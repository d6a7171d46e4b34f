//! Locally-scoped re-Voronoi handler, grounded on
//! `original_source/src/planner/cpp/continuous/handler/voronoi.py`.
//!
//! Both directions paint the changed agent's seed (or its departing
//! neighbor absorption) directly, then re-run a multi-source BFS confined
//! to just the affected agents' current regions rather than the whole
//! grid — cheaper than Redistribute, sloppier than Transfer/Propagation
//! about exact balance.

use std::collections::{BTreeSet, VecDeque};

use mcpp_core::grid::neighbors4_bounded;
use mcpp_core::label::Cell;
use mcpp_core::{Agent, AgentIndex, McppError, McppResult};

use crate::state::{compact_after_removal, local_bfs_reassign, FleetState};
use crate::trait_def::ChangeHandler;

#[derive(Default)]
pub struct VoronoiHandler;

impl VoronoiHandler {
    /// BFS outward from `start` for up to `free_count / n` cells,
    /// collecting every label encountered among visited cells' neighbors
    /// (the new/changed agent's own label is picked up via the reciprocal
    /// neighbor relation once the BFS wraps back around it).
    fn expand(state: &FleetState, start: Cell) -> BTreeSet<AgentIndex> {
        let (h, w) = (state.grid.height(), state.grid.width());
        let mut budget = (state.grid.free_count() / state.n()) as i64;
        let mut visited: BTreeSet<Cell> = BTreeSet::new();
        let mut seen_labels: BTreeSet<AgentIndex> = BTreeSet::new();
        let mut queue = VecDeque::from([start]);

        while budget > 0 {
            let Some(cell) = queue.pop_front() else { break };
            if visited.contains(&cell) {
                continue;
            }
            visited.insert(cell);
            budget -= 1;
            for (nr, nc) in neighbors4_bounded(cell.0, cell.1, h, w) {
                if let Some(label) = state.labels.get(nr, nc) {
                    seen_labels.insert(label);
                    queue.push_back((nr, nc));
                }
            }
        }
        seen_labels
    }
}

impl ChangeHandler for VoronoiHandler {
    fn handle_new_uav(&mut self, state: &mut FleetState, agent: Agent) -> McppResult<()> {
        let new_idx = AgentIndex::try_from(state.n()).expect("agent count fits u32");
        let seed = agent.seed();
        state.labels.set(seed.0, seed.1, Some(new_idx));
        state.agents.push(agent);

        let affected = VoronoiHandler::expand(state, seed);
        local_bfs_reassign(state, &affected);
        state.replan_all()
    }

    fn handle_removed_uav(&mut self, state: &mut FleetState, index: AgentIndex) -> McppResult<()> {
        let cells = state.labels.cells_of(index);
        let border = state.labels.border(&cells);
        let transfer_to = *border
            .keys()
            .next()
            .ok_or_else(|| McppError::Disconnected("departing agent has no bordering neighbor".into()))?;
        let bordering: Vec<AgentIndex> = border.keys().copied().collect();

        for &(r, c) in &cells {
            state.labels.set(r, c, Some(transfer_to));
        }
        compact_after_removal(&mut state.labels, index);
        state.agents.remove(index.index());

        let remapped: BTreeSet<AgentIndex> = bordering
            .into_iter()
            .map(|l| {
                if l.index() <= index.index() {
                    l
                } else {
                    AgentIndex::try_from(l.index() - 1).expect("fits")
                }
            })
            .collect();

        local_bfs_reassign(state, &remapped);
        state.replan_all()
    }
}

────

> [Exercise prompt]: Gather all lines with the string "VoronoiHandler" from the data.

> [Response to the task]:
pub struct VoronoiHandler;
impl VoronoiHandler {
impl ChangeHandler for VoronoiHandler {
        let affected = VoronoiHandler::expand(state, seed);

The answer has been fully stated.